Понимание крестьянской общины как соборного (коллективного) единства, сближение новокрестьян с «левыми эсерами», сочувствие идеям христианского социализма обусловили приятие всеми писателями есенинского круга не только Февральской, но на первых порах и Октябрьской революции, в которой они увидели шествие «за Землю, за Волю, за Хлеб трудовой».
В художественном сознании писателей есенинского круга утопические идеи «новой земли» сопрягаются с христианским учением, революцию они соотносят с евангельскими пророчествами о Втором Пришествии и Преображении. Все новокрестьяне были верующими людьми, большей частью из старообрядческих семей. Веру они сохранили и в годы неистового богоборчества. Их творчество пронизано религиозными чувствами.

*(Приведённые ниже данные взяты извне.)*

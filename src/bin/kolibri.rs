//! Kolibri CLI binary.
//!
//! Self-framed two-stage compressor.
//!
//! # Commands
//!
//! - `compress` - Compress a file or stdin into a Kolibri frame
//! - `decompress` - Restore the original bytes from a frame
//! - `inspect` - Print frame metadata without decompressing
//! - `analyze` - Show the pattern candidates found in the input
//! - `stats` - Print the codec capability descriptor

use std::io::{self, Read, Write};
use std::path::PathBuf;

use anyhow::Context;
use clap::{Parser, Subcommand};
use kolibri::{config::LoggingConfig, is_kolibri_frame, Config, KolibriCodec, VERSION};

#[derive(Parser)]
#[command(name = "kolibri")]
#[command(version = VERSION)]
#[command(about = "Kolibri - pattern substitution + DEFLATE compressor", long_about = None)]
struct Cli {
    /// Config file (default: <config_dir>/kolibri/config.toml)
    #[arg(short, long, global = true)]
    config: Option<PathBuf>,

    /// Enable verbose logging
    #[arg(short, long, global = true)]
    verbose: bool,

    #[command(subcommand)]
    command: Commands,
}

#[derive(Subcommand)]
enum Commands {
    /// Compress bytes into a Kolibri frame
    Compress {
        /// Input file path (default: stdin)
        #[arg(short, long)]
        file: Option<PathBuf>,

        /// Output file path (default: stdout)
        #[arg(short, long)]
        output: Option<PathBuf>,

        /// DEFLATE level (0-9)
        #[arg(short, long)]
        level: Option<u32>,

        /// Show compression statistics
        #[arg(short, long)]
        stats: bool,
    },

    /// Decompress a Kolibri frame
    Decompress {
        /// Input file path (default: stdin)
        #[arg(short, long)]
        file: Option<PathBuf>,

        /// Output file path (default: stdout)
        #[arg(short, long)]
        output: Option<PathBuf>,
    },

    /// Print frame metadata
    Inspect {
        /// Input file path (default: stdin)
        #[arg(short, long)]
        file: Option<PathBuf>,
    },

    /// Show pattern candidates for the input
    Analyze {
        /// Input file path (default: stdin)
        #[arg(short, long)]
        file: Option<PathBuf>,

        /// Number of candidates to print
        #[arg(short, long, default_value = "16")]
        top: usize,

        /// Output as JSON
        #[arg(long)]
        json: bool,
    },

    /// Print codec capabilities
    Stats {
        /// Output as JSON
        #[arg(long)]
        json: bool,
    },
}

fn main() -> anyhow::Result<()> {
    let cli = Cli::parse();

    let config = Config::load(cli.config.as_deref()).context("Failed to load configuration")?;
    init_logging(&config.logging, cli.verbose);

    let mut codec = KolibriCodec::from_config(&config.codec)?;

    match cli.command {
        Commands::Compress {
            file,
            output,
            level,
            stats,
        } => {
            if let Some(level) = level {
                anyhow::ensure!(level <= 9, "Level must be 0-9, got {level}");
                codec = codec.with_level(level);
            }
            cmd_compress(&codec, file, output, stats)
        },

        Commands::Decompress { file, output } => cmd_decompress(&codec, file, output),

        Commands::Inspect { file } => cmd_inspect(&codec, file),

        Commands::Analyze { file, top, json } => cmd_analyze(&codec, file, top, json),

        Commands::Stats { json } => cmd_stats(&codec, json),
    }
}

fn init_logging(logging: &LoggingConfig, verbose: bool) {
    let level = if verbose { "debug" } else { logging.level.as_str() };
    let filter = tracing_subscriber::EnvFilter::try_from_default_env()
        .unwrap_or_else(|_| tracing_subscriber::EnvFilter::new(level));

    let builder = tracing_subscriber::fmt()
        .with_env_filter(filter)
        .with_writer(io::stderr);
    if logging.json {
        builder.json().init();
    } else {
        builder.init();
    }
}

fn cmd_compress(
    codec: &KolibriCodec,
    file: Option<PathBuf>,
    output: Option<PathBuf>,
    stats: bool,
) -> anyhow::Result<()> {
    let content = read_input(file)?;
    let result = codec.compress(&content)?;

    write_output(output, &result.data)?;

    if stats {
        eprintln!();
        eprintln!("Compression Statistics:");
        eprintln!("  Original:     {} bytes", result.original_size);
        eprintln!("  Compressed:   {} bytes", result.compressed_size);
        eprintln!("  Patterns:     {}", result.pattern_count);
        eprintln!("  Ratio:        {:.2}%", result.ratio_percent);

        let savings = result.original_size as i64 - result.compressed_size as i64;
        eprintln!("  Saved:        {savings} bytes");
    }

    Ok(())
}

fn cmd_decompress(
    codec: &KolibriCodec,
    file: Option<PathBuf>,
    output: Option<PathBuf>,
) -> anyhow::Result<()> {
    let content = read_input(file)?;

    if !is_kolibri_frame(&content) {
        eprintln!("Warning: Input does not appear to be a Kolibri frame");
    }

    let decompressed = codec.decompress(&content)?;
    write_output(output, &decompressed)?;

    Ok(())
}

fn cmd_inspect(codec: &KolibriCodec, file: Option<PathBuf>) -> anyhow::Result<()> {
    let content = read_input(file)?;
    let metadata = codec.inspect(&content)?;

    println!("{}", serde_json::to_string_pretty(&metadata)?);
    Ok(())
}

fn cmd_analyze(
    codec: &KolibriCodec,
    file: Option<PathBuf>,
    top: usize,
    json: bool,
) -> anyhow::Result<()> {
    let content = read_input(file)?;
    let candidates = codec.analyze(&content);

    if json {
        let shown: Vec<_> = candidates.iter().take(top).collect();
        println!("{}", serde_json::to_string_pretty(&shown)?);
        return Ok(());
    }

    println!("Input:       {} bytes", content.len());
    println!("Candidates:  {}", candidates.len());
    println!();
    println!("{:>4}  {:>6}  {:>11}  {:>7}  Key", "Id", "Length", "Occurrences", "Savings");
    for (id, candidate) in candidates.iter().take(top).enumerate() {
        println!(
            "{:>4}  {:>6}  {:>11}  {:>7}  {}",
            id,
            candidate.length(),
            candidate.occurrences,
            candidate.estimated_savings(),
            candidate.key()
        );
    }

    Ok(())
}

fn cmd_stats(codec: &KolibriCodec, json: bool) -> anyhow::Result<()> {
    let stats = codec.stats();

    if json {
        println!("{}", serde_json::to_string_pretty(&stats)?);
    } else {
        println!("Algorithm:          {}", stats.algorithm);
        println!("Format version:     {}", stats.version);
        println!("Block size:         {}", stats.block_size);
        println!("Compression level:  {}", stats.compression_level);
    }
    Ok(())
}

fn read_input(file: Option<PathBuf>) -> anyhow::Result<Vec<u8>> {
    if let Some(path) = file {
        std::fs::read(&path).with_context(|| format!("Failed to read {}", path.display()))
    } else {
        let mut buffer = Vec::new();
        io::stdin().read_to_end(&mut buffer)?;
        Ok(buffer)
    }
}

fn write_output(output: Option<PathBuf>, content: &[u8]) -> anyhow::Result<()> {
    if let Some(path) = output {
        std::fs::write(&path, content)
            .with_context(|| format!("Failed to write {}", path.display()))?;
    } else {
        let mut stdout = io::stdout().lock();
        stdout.write_all(content)?;
        stdout.flush()?;
    }
    Ok(())
}
//! Two-stage compression pipeline.
//!
//! This module provides the pattern-substitution pre-pass, the generic
//! DEFLATE stage and the self-describing container around them.
//!
//! # Stages
//!
//! | Stage                  | Module        | Output                          |
//! |------------------------|---------------|---------------------------------|
//! | Pattern analysis       | [`analyzer`]  | Ranked [`PatternCandidate`]s    |
//! | Token encoding         | [`token`]     | `KOLI`-prefixed token stream    |
//! | Generic compression    | [`deflate`]   | zlib stream                     |
//! | Framing                | [`frame`]     | `[len][metadata][payload]`      |
//!
//! # Wire Format
//!
//! ```text
//! [metadata_len: 4 BE][metadata JSON][zlib("KOLI" tokens...)]
//! ```
//!
//! # Usage
//!
//! ```rust,ignore
//! use kolibri::codec::KolibriCodec;
//!
//! let codec = KolibriCodec::new();
//! let result = codec.compress(&data)?;
//! println!("Ratio: {:.2}%", result.ratio_percent);
//!
//! let original = codec.decompress(&result.data)?;
//! ```

pub mod analyzer;
pub mod deflate;
mod engine;
pub mod frame;
mod result;
pub mod token;

pub use analyzer::{PatternAnalyzer, PatternCandidate};
pub use deflate::DeflateCodec;
pub use engine::KolibriCodec;
pub use frame::{build_frame, parse_frame, FrameMetadata, ParsedFrame};
pub use result::{ratio_percent, CodecStats, CompressionResult};
pub use token::{
    decode_tokens, encode_tokens, encode_tokens_with_usage, max_stream_len, PatternTable, SENTINEL,
    TOKEN_MAGIC,
};

/// Format version written into frame metadata
pub const FORMAT_VERSION: &str = "1.0.0";

/// Algorithm name reported by the capability query
pub const ALGORITHM_NAME: &str = "Kolibri DECIMAL10X v1.0";

/// Check if a buffer looks like a Kolibri frame (metadata parses)
pub fn is_kolibri_frame(data: &[u8]) -> bool {
    parse_frame(data).is_ok()
}
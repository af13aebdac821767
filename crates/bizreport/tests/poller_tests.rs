//! Queue-level behaviour: claiming, ordering, terminal states and recovery.

mod common;

use std::sync::Arc;
use std::time::Duration;

use bizreport::db::job_repo;
use bizreport::worker::state::ABANDONED_MESSAGE;
use bizreport::worker::{PollError, PollOutcome, TransitionError};
use bizreport::{JobStateMachine, JobStatus};

use common::harness::three_reports;
use common::{FakeGenerator, TestHarness};

#[tokio::test]
async fn test_empty_queue_is_idle() {
    let harness = TestHarness::new();
    let generator = Arc::new(FakeGenerator::new());
    let poller = harness.poller(harness.pipeline(generator.clone(), three_reports()));

    let outcome = poller.poll_once().await.unwrap();

    assert!(matches!(outcome, PollOutcome::Idle));
    assert!(generator.calls().is_empty());
    assert_eq!(std::fs::read_dir(&harness.output_dir).unwrap().count(), 0);
}

#[tokio::test]
async fn test_oldest_pending_job_runs_first() {
    let harness = TestHarness::new();
    harness.seed_submission("sub-old");
    harness.seed_submission("sub-new");
    harness.enqueue_at("job-new", "sub-new", "2026-02-01T10:00:05.000000Z");
    harness.enqueue_at("job-old", "sub-old", "2026-02-01T10:00:00.000000Z");

    let generator = Arc::new(FakeGenerator::new());
    let poller = harness.poller(harness.pipeline(generator, three_reports()));

    match poller.poll_once().await.unwrap() {
        PollOutcome::Processed(result) => assert_eq!(result.job_id, "job-old"),
        other => panic!("expected a processed job, got {:?}", other),
    }
    assert_eq!(harness.job("job-new").status, "pending");

    match poller.poll_once().await.unwrap() {
        PollOutcome::Processed(result) => assert_eq!(result.job_id, "job-new"),
        other => panic!("expected a processed job, got {:?}", other),
    }
    assert!(matches!(poller.poll_once().await.unwrap(), PollOutcome::Idle));
}

#[tokio::test]
async fn test_shutdown_requested_before_poll_claims_nothing() {
    let harness = TestHarness::new();
    harness.seed_submission("sub-1");
    let job = harness.enqueue("sub-1");
    harness.shutdown.request();

    let generator = Arc::new(FakeGenerator::new());
    let poller = harness.poller(harness.pipeline(generator, three_reports()));

    assert!(matches!(poller.poll_once().await.unwrap(), PollOutcome::Idle));
    assert_eq!(harness.job(&job.id).status, "pending");
}

#[test]
fn test_only_one_worker_wins_a_claim() {
    let harness = TestHarness::new();
    let job = harness.enqueue("sub-1");

    let handles = [harness.db.clone(), harness.open_second_handle()];
    let outcomes: Vec<bool> = std::thread::scope(|scope| {
        let workers: Vec<_> = handles
            .iter()
            .map(|db| {
                let id = job.id.clone();
                scope.spawn(move || JobStateMachine::new(db.clone()).claim(&id).is_ok())
            })
            .collect();
        workers.into_iter().map(|w| w.join().unwrap()).collect()
    });

    assert_eq!(outcomes.iter().filter(|won| **won).count(), 1);
    assert_eq!(harness.job(&job.id).status, "processing");
}

#[test]
fn test_losing_claim_reports_current_state() {
    let harness = TestHarness::new();
    let job = harness.enqueue("sub-1");

    let first = JobStateMachine::new(harness.db.clone());
    let second = JobStateMachine::new(harness.open_second_handle());

    first.claim(&job.id).unwrap();
    match second.claim(&job.id) {
        Err(TransitionError::Rejected { from, to, .. }) => {
            assert_eq!(from, JobStatus::Processing);
            assert_eq!(to, JobStatus::Processing);
        }
        other => panic!("expected rejected claim, got {:?}", other.map(|j| j.id)),
    }
}

#[tokio::test]
async fn test_terminal_jobs_are_immutable() {
    let harness = TestHarness::new();
    harness.seed_submission("sub-1");
    let job = harness.enqueue("sub-1");

    let generator = Arc::new(FakeGenerator::new());
    let poller = harness.poller(harness.pipeline(generator, three_reports()));
    poller.poll_once().await.unwrap();

    let state = JobStateMachine::new(harness.db.clone());
    assert!(state.fail(&job.id, "late failure").is_err());
    assert!(state.claim(&job.id).is_err());
    assert!(!job_repo::update_progress(&harness.db, &job.id, 5, "late").unwrap());

    let row = harness.job(&job.id);
    assert_eq!(row.status, "completed");
    assert_eq!(row.progress, 100);
    assert!(row.error_message.is_none());
}

#[tokio::test]
async fn test_store_error_fails_cycle_without_panicking() {
    let harness = TestHarness::new();
    harness
        .db
        .with_conn(|conn| {
            conn.execute_batch("DROP TABLE jobs;")?;
            Ok(())
        })
        .unwrap();

    let generator = Arc::new(FakeGenerator::new());
    let poller = harness.poller(harness.pipeline(generator.clone(), three_reports()));

    assert!(matches!(poller.poll_once().await, Err(PollError::Store(_))));

    // The loop logs the failure and keeps polling until shutdown
    let shutdown = harness.shutdown.clone();
    let running = tokio::spawn(async move { poller.run().await });
    tokio::time::sleep(Duration::from_millis(50)).await;
    shutdown.request();

    tokio::time::timeout(Duration::from_secs(5), running)
        .await
        .expect("poller did not stop")
        .expect("poller panicked");
    assert!(generator.calls().is_empty());
}

#[tokio::test]
async fn test_run_drains_queue_then_stops_on_shutdown() {
    let harness = TestHarness::new();
    harness.seed_submission("sub-1");
    harness.seed_submission("sub-2");
    let first = harness.enqueue_at("job-1", "sub-1", "2026-02-01T10:00:00.000000Z");
    let second = harness.enqueue_at("job-2", "sub-2", "2026-02-01T10:00:01.000000Z");

    let generator = Arc::new(FakeGenerator::new());
    let poller = harness.poller(harness.pipeline(generator.clone(), three_reports()));

    let shutdown = harness.shutdown.clone();
    let running = tokio::spawn(async move { poller.run().await });

    let mut waited = Duration::ZERO;
    while job_repo::count_by_status(&harness.db, "completed").unwrap() < 2 {
        assert!(waited < Duration::from_secs(5), "queue not drained");
        tokio::time::sleep(Duration::from_millis(10)).await;
        waited += Duration::from_millis(10);
    }
    shutdown.request();
    tokio::time::timeout(Duration::from_secs(5), running)
        .await
        .expect("poller did not stop")
        .expect("poller panicked");

    assert_eq!(harness.job(&first.id).status, "completed");
    assert_eq!(harness.job(&second.id).status, "completed");
    assert_eq!(generator.calls().len(), 6);
}

#[tokio::test]
async fn test_unreadable_timestamp_fails_job_and_queue_moves_on() {
    let harness = TestHarness::new();
    harness.seed_submission("sub-1");
    harness.enqueue_at("job-ext", "sub-1", "2026-01-01 00:00:00");
    let valid = harness.enqueue_at("job-ok", "sub-1", "2026-02-01T10:00:00.000000Z");

    let generator = Arc::new(FakeGenerator::new());
    let poller = harness.poller(harness.pipeline(generator.clone(), three_reports()));

    match poller.poll_once().await.unwrap() {
        PollOutcome::Invalid { job_id, error } => {
            assert_eq!(job_id, "job-ext");
            assert!(error.contains("2026-01-01 00:00:00"), "{}", error);
        }
        other => panic!("expected an invalid job, got {:?}", other),
    }
    assert!(generator.calls().is_empty());

    let row = harness.job("job-ext");
    assert_eq!(row.status, "failed");
    assert!(row.error_message.unwrap().starts_with("Invalid job record"));
    assert!(row.completed_at.is_some());

    match poller.poll_once().await.unwrap() {
        PollOutcome::Processed(result) => assert_eq!(result.job_id, valid.id),
        other => panic!("expected a processed job, got {:?}", other),
    }
    assert_eq!(harness.job(&valid.id).status, "completed");
    assert!(matches!(poller.poll_once().await.unwrap(), PollOutcome::Idle));
}

#[tokio::test]
async fn test_unknown_pipeline_fails_job_without_generation() {
    let harness = TestHarness::new();
    harness.seed_submission("sub-1");
    let job = job_repo::enqueue(&harness.db, "sub-1", Some("premium")).unwrap();

    let generator = Arc::new(FakeGenerator::new());
    let poller = harness.poller(harness.pipeline(generator.clone(), three_reports()));

    assert!(matches!(
        poller.poll_once().await.unwrap(),
        PollOutcome::Invalid { .. }
    ));
    assert!(generator.calls().is_empty());

    let row = harness.job(&job.id);
    assert_eq!(row.status, "failed");
    assert!(row.error_message.unwrap().contains("premium"));
    assert_eq!(job_repo::count_by_status(&harness.db, "processing").unwrap(), 0);
    assert!(matches!(poller.poll_once().await.unwrap(), PollOutcome::Idle));
}

#[test]
fn test_stale_processing_jobs_fail_on_recovery() {
    let harness = TestHarness::new();
    let stale = harness.enqueue_at("job-stale", "sub-1", "2026-01-01T00:00:00.000000Z");
    job_repo::claim(&harness.db, &stale.id, "2026-01-01T00:00:01.000000Z").unwrap();

    let state = JobStateMachine::new(harness.db.clone());
    let fresh = harness.enqueue("sub-2");
    state.claim(&fresh.id).unwrap();
    let waiting = harness.enqueue("sub-3");

    let failed = state.fail_abandoned(Duration::from_secs(3600)).unwrap();

    assert_eq!(failed, vec!["job-stale".to_string()]);
    let row = harness.job("job-stale");
    assert_eq!(row.status, "failed");
    assert_eq!(row.error_message.as_deref(), Some(ABANDONED_MESSAGE));
    assert_eq!(harness.job(&fresh.id).status, "processing");
    assert_eq!(harness.job(&waiting.id).status, "pending");
}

В первые пореволюционные годы новокрестьянам была свойственна мифологизация истории, современность проецируется ими на Евангелие, ветхозаветные предания и пророчества. Будущее идеальное мироустройство, «новый Назарет», в их поэтическом мышлении удивительным образом совпадало с преображенной крестьянской Русью, с идеалом «праведной» земли. Ортодоксально-православные мотивы и образы сопрягаются со старообрядческими, сектантскими, прежде всего хлыстовскими представлениями.
С. Есенин пишет 11 «маленьких поэм», 11 глав на тему революционной мистерии, которые О. Воронова называет «русским Евангелием» [9, 11].